Turning Psychology’s Up Side Down:

Toward an Available Psycholiteracy

Craig Chalquist, M.S.

What would mental health look like from the place of a tenant farmer on a hacienda, or personal maturity from someone who lives in the town dump, or motivation from a woman who sells goods in the market?

– Ignacio Martín-Baró

When I ask my psychotherapy colleagues why they confine their work to the clinic and the consulting room, they often reply that they are changing the world one client at a time. Hm!

I used to accept that as axiomatic. In some cases, it’s still true, as I know from being on both sides of the big chair. That person whose private struggles we witness is one more wholeness-striving personality set loose in a crazy world…and a potential pivot as well, an inspiration by which others--loved ones, coworkers, friends, colleagues--shift toward a state of higher mental health and inner aliveness.
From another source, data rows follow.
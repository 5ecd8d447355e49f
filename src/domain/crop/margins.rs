// SPDX-License-Identifier: GPL-3.0-or-later
// src/domain/crop/margins.rs
//
// Crop margins and the pixel region they select.

use std::fmt;

/// Pixels trimmed from each edge of the source image.
///
/// Values live in image space. Drag-derived margins are never negative;
/// values set directly are taken as given.
#[derive(Debug, Clone, Copy, PartialEq, Eq, Default)]
pub struct CropMargins {
    pub left: i32,
    pub right: i32,
    pub top: i32,
    pub bottom: i32,
}

impl CropMargins {
    pub const fn new(left: i32, right: i32, top: i32, bottom: i32) -> Self {
        Self {
            left,
            right,
            top,
            bottom,
        }
    }

    #[must_use]
    pub fn is_zero(&self) -> bool {
        self.left == 0 && self.right == 0 && self.top == 0 && self.bottom == 0
    }

    /// Clamp each margin to `0..=dimension`, and shrink the right/bottom
    /// margins so opposite edges never cross.
    #[must_use]
    pub fn clamped(self, image_width: u32, image_height: u32) -> Self {
        let width = i32::try_from(image_width).unwrap_or(i32::MAX);
        let height = i32::try_from(image_height).unwrap_or(i32::MAX);

        let left = self.left.clamp(0, width);
        let top = self.top.clamp(0, height);
        Self {
            left,
            right: self.right.clamp(0, width - left),
            top,
            bottom: self.bottom.clamp(0, height - top),
        }
    }

    /// The region of a `image_width` x `image_height` image left over after
    /// trimming. Returns `None` when nothing remains.
    #[must_use]
    pub fn to_region(&self, image_width: u32, image_height: u32) -> Option<CropRegion> {
        let m = self.clamped(image_width, image_height);
        #[allow(clippy::cast_sign_loss)]
        let (left, right, top, bottom) = (m.left as u32, m.right as u32, m.top as u32, m.bottom as u32);

        let region = CropRegion::new(
            left,
            top,
            image_width.saturating_sub(left + right),
            image_height.saturating_sub(top + bottom),
        );
        region.is_valid().then_some(region)
    }
}

impl fmt::Display for CropMargins {
    fn fmt(&self, f: &mut fmt::Formatter<'_>) -> fmt::Result {
        write!(
            f,
            "top={} left={} bottom={} right={}",
            self.top, self.left, self.bottom, self.right
        )
    }
}

/// Crop region in pixel coordinates.
#[derive(Debug, Clone, Copy, PartialEq, Eq)]
pub struct CropRegion {
    pub x: u32,
    pub y: u32,
    pub width: u32,
    pub height: u32,
}

impl CropRegion {
    pub fn new(x: u32, y: u32, width: u32, height: u32) -> Self {
        Self {
            x,
            y,
            width,
            height,
        }
    }

    /// Check if region has valid dimensions.
    pub fn is_valid(&self) -> bool {
        self.width > 0 && self.height > 0
    }
}
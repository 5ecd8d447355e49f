// SPDX-License-Identifier: GPL-3.0-or-later
// src/domain/crop/geometry.rs
//
// View-space geometry for the crop marker: letterbox fit and the
// conversions between marker rectangles and image-space crop margins.

use super::margins::CropMargins;

/// A point in view space.
#[derive(Debug, Clone, Copy, PartialEq, Default)]
pub struct Point {
    pub x: f32,
    pub y: f32,
}

impl Point {
    pub const fn new(x: f32, y: f32) -> Self {
        Self { x, y }
    }
}

/// A width/height pair, used for both view bounds and image sizes.
#[derive(Debug, Clone, Copy, PartialEq, Default)]
pub struct Size {
    pub width: f32,
    pub height: f32,
}

impl Size {
    pub const fn new(width: f32, height: f32) -> Self {
        Self { width, height }
    }

    /// True when either dimension is zero or negative.
    #[must_use]
    pub fn is_empty(&self) -> bool {
        self.width <= 0.0 || self.height <= 0.0
    }
}

/// An edge-based rectangle: `right - left` is the width.
#[derive(Debug, Clone, Copy, PartialEq, Default)]
pub struct Rect {
    pub left: f32,
    pub top: f32,
    pub right: f32,
    pub bottom: f32,
}

impl Rect {
    pub const fn new(left: f32, top: f32, right: f32, bottom: f32) -> Self {
        Self {
            left,
            top,
            right,
            bottom,
        }
    }

    /// Rectangle anchored at the origin with the given size.
    pub const fn from_size(size: Size) -> Self {
        Self::new(0.0, 0.0, size.width, size.height)
    }

    /// Rectangle spanning two arbitrary corners, normalized so that
    /// `left <= right` and `top <= bottom`.
    pub fn from_corners(a: Point, b: Point) -> Self {
        Self::new(a.x.min(b.x), a.y.min(b.y), a.x.max(b.x), a.y.max(b.y))
    }

    pub fn width(&self) -> f32 {
        self.right - self.left
    }

    pub fn height(&self) -> f32 {
        self.bottom - self.top
    }

    pub fn size(&self) -> Size {
        Size::new(self.width(), self.height())
    }

    pub fn center(&self) -> Point {
        Point::new(
            (self.left + self.right) / 2.0,
            (self.top + self.bottom) / 2.0,
        )
    }

    /// Inclusive on all four edges.
    pub fn contains(&self, point: Point) -> bool {
        point.x >= self.left && point.x <= self.right && point.y >= self.top && point.y <= self.bottom
    }

    #[cfg(test)]
    pub fn contains_rect(&self, other: &Rect) -> bool {
        other.left >= self.left
            && other.right <= self.right
            && other.top >= self.top
            && other.bottom <= self.bottom
    }

    /// Nearest point inside this rectangle.
    pub fn clamp_point(&self, point: Point) -> Point {
        Point::new(
            point.x.max(self.left).min(self.right),
            point.y.max(self.top).min(self.bottom),
        )
    }
}

/// Result of fitting an image into view bounds.
#[derive(Debug, Clone, Copy, PartialEq, Default)]
pub struct Fit {
    /// Where the scaled image is painted.
    pub drawing_rect: Rect,
    /// View pixels per image pixel.
    pub resize_factor: f32,
}

/// Letterbox `image` into `bounds`, preserving its aspect ratio.
///
/// The factor is first derived from the height. If the image would then be
/// wider than the bounds, the factor is re-derived from the width and the
/// leftover height is split evenly above and below; otherwise the leftover
/// width is split evenly left and right.
pub fn fit_rect(bounds: Rect, image: Size) -> Fit {
    if image.is_empty() {
        let center = bounds.center();
        return Fit {
            drawing_rect: Rect::new(center.x, center.y, center.x, center.y),
            resize_factor: 0.0,
        };
    }

    let mut drawing_rect = bounds;
    let mut resize_factor = drawing_rect.height() / image.height;
    let drawing_width = image.width * resize_factor;

    if drawing_width > drawing_rect.width() {
        resize_factor = drawing_rect.width() / image.width;
        let drawing_height = image.height * resize_factor;
        let delta = (drawing_rect.height() - drawing_height) / 2.0;
        drawing_rect.top += delta;
        drawing_rect.bottom -= delta;
    } else {
        let delta = (drawing_rect.width() - drawing_width) / 2.0;
        drawing_rect.left += delta;
        drawing_rect.right -= delta;
    }

    Fit {
        drawing_rect,
        resize_factor,
    }
}

/// Inset each edge of the drawing rect by its margin scaled into view space.
pub fn marker_from_margins(drawing_rect: Rect, resize_factor: f32, margins: CropMargins) -> Rect {
    Rect::new(
        drawing_rect.left + margins.left as f32 * resize_factor,
        drawing_rect.top + margins.top as f32 * resize_factor,
        drawing_rect.right - margins.right as f32 * resize_factor,
        drawing_rect.bottom - margins.bottom as f32 * resize_factor,
    )
}

/// Image-space margins between the drawing rect and a marker, truncated
/// toward zero.
#[allow(clippy::cast_possible_truncation)]
pub fn margins_from_marker(drawing_rect: Rect, resize_factor: f32, marker: Rect) -> CropMargins {
    if resize_factor <= 0.0 {
        return CropMargins::default();
    }

    CropMargins {
        left: ((marker.left - drawing_rect.left) / resize_factor) as i32,
        right: ((drawing_rect.right - marker.right) / resize_factor) as i32,
        top: ((marker.top - drawing_rect.top) / resize_factor) as i32,
        bottom: ((drawing_rect.bottom - marker.bottom) / resize_factor) as i32,
    }
}

#[cfg(test)]
mod tests {
    use super::*;
    use proptest::prelude::*;

    const EPS: f32 = 1e-3;

    fn approx(a: f32, b: f32) -> bool {
        (a - b).abs() < EPS
    }

    #[test]
    fn test_fit_wide_image_letterboxes_vertically() {
        let fit = fit_rect(Rect::new(0.0, 0.0, 400.0, 300.0), Size::new(800.0, 400.0));
        assert!(approx(fit.resize_factor, 0.5));
        assert_eq!(fit.drawing_rect, Rect::new(0.0, 50.0, 400.0, 250.0));
    }

    #[test]
    fn test_fit_tall_image_letterboxes_horizontally() {
        let fit = fit_rect(Rect::new(0.0, 0.0, 400.0, 300.0), Size::new(300.0, 600.0));
        assert!(approx(fit.resize_factor, 0.5));
        assert_eq!(fit.drawing_rect, Rect::new(125.0, 0.0, 275.0, 300.0));
    }

    #[test]
    fn test_fit_upscales_small_image() {
        let fit = fit_rect(Rect::new(0.0, 0.0, 200.0, 100.0), Size::new(20.0, 10.0));
        assert!(approx(fit.resize_factor, 10.0));
        assert_eq!(fit.drawing_rect, Rect::new(0.0, 0.0, 200.0, 100.0));
    }

    #[test]
    fn test_fit_empty_image() {
        let fit = fit_rect(Rect::new(0.0, 0.0, 400.0, 300.0), Size::new(0.0, 100.0));
        assert_eq!(fit.resize_factor, 0.0);
        assert_eq!(fit.drawing_rect.size(), Size::new(0.0, 0.0));
    }

    #[test]
    fn test_marker_from_left_margin() {
        let drawing_rect = Rect::new(0.0, 50.0, 400.0, 250.0);
        let margins = CropMargins::new(10, 0, 0, 0);
        let marker = marker_from_margins(drawing_rect, 0.5, margins);
        assert_eq!(marker, Rect::new(5.0, 50.0, 400.0, 250.0));
    }

    #[test]
    fn test_margins_truncate_toward_zero() {
        let drawing_rect = Rect::new(0.0, 0.0, 300.0, 300.0);
        let marker = Rect::new(10.0, 20.0, 290.0, 280.0);
        let margins = margins_from_marker(drawing_rect, 3.0, marker);
        assert_eq!(margins, CropMargins::new(3, 3, 6, 6));
    }

    #[test]
    fn test_margins_with_zero_factor() {
        let drawing_rect = Rect::new(0.0, 0.0, 10.0, 10.0);
        let margins = margins_from_marker(drawing_rect, 0.0, Rect::new(1.0, 1.0, 2.0, 2.0));
        assert!(margins.is_zero());
    }

    #[test]
    fn test_from_corners_normalizes() {
        let rect = Rect::from_corners(Point::new(30.0, 5.0), Point::new(10.0, 25.0));
        assert_eq!(rect, Rect::new(10.0, 5.0, 30.0, 25.0));
    }

    #[test]
    fn test_clamp_point() {
        let rect = Rect::new(0.0, 50.0, 400.0, 250.0);
        assert_eq!(rect.clamp_point(Point::new(-5.0, 300.0)), Point::new(0.0, 250.0));
        assert_eq!(rect.clamp_point(Point::new(20.0, 60.0)), Point::new(20.0, 60.0));
    }

    proptest! {
        #[test]
        fn fit_preserves_aspect_and_stays_inside(
            bw in 1.0f32..4000.0,
            bh in 1.0f32..4000.0,
            iw in 1.0f32..8000.0,
            ih in 1.0f32..8000.0,
        ) {
            let bounds = Rect::new(0.0, 0.0, bw, bh);
            let fit = fit_rect(bounds, Size::new(iw, ih));
            let rect = fit.drawing_rect;

            let tol = bw.max(bh) * 1e-4;
            prop_assert!(rect.left >= -tol && rect.top >= -tol);
            prop_assert!(rect.right <= bw + tol && rect.bottom <= bh + tol);

            // Same factor on both axes.
            prop_assert!((rect.width() - iw * fit.resize_factor).abs() <= tol);
            prop_assert!((rect.height() - ih * fit.resize_factor).abs() <= tol);

            // Centered on both axes (the filled axis trivially so).
            prop_assert!((rect.left - (bw - rect.right)).abs() <= tol);
            prop_assert!((rect.top - (bh - rect.bottom)).abs() <= tol);

            // One axis is filled.
            prop_assert!(
                (rect.width() - bw).abs() <= tol || (rect.height() - bh).abs() <= tol
            );
        }

        #[test]
        fn marker_stays_inside_drawing_rect(
            left in 0i32..200,
            right in 0i32..200,
            top in 0i32..100,
            bottom in 0i32..100,
        ) {
            let fit = fit_rect(Rect::new(0.0, 0.0, 400.0, 300.0), Size::new(800.0, 400.0));
            let margins = CropMargins::new(left, right, top, bottom);
            let marker = marker_from_margins(fit.drawing_rect, fit.resize_factor, margins);

            prop_assert!(approx(marker.left, fit.drawing_rect.left + left as f32 * 0.5));
            prop_assert!(approx(marker.right, fit.drawing_rect.right - right as f32 * 0.5));
            prop_assert!(approx(marker.top, fit.drawing_rect.top + top as f32 * 0.5));
            prop_assert!(approx(marker.bottom, fit.drawing_rect.bottom - bottom as f32 * 0.5));
            prop_assert!(fit.drawing_rect.contains_rect(&marker));
        }

        #[test]
        fn drag_round_trip_within_one_image_pixel(
            ax in 0.0f32..1.0,
            ay in 0.0f32..1.0,
            bx in 0.0f32..1.0,
            by in 0.0f32..1.0,
            iw in 16.0f32..3000.0,
            ih in 16.0f32..3000.0,
        ) {
            let fit = fit_rect(Rect::new(0.0, 0.0, 640.0, 480.0), Size::new(iw, ih));
            let dr = fit.drawing_rect;
            let a = Point::new(dr.left + ax * dr.width(), dr.top + ay * dr.height());
            let b = Point::new(dr.left + bx * dr.width(), dr.top + by * dr.height());
            let drag = Rect::from_corners(a, b);

            let margins = margins_from_marker(dr, fit.resize_factor, drag);
            let marker = marker_from_margins(dr, fit.resize_factor, margins);

            // Truncation loses less than one image pixel per edge.
            let tol = fit.resize_factor * 1.001 + 1e-3;
            prop_assert!((marker.left - drag.left).abs() <= tol);
            prop_assert!((marker.right - drag.right).abs() <= tol);
            prop_assert!((marker.top - drag.top).abs() <= tol);
            prop_assert!((marker.bottom - drag.bottom).abs() <= tol);
            prop_assert!(margins.left >= 0 && margins.right >= 0);
            prop_assert!(margins.top >= 0 && margins.bottom >= 0);
        }
    }
}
For some of us, though, remaining office-bound can also be a handy--and, frankly, grandiose--excuse for withdrawing our energies from a world filled with confusion and injustice. Hiding behind voicemail, attending expensive seminars, making the client come to us, refusing to engage anywhere but in session: as we fail to address the woes in the streets, what’s justified as confidential or as adherence to good boundaries (and certainly is in some cases) looks more and more in its postures of distancing and withdrawal like a rather schizoid need for control, the control required by professionals too timid to get dirty out of doors.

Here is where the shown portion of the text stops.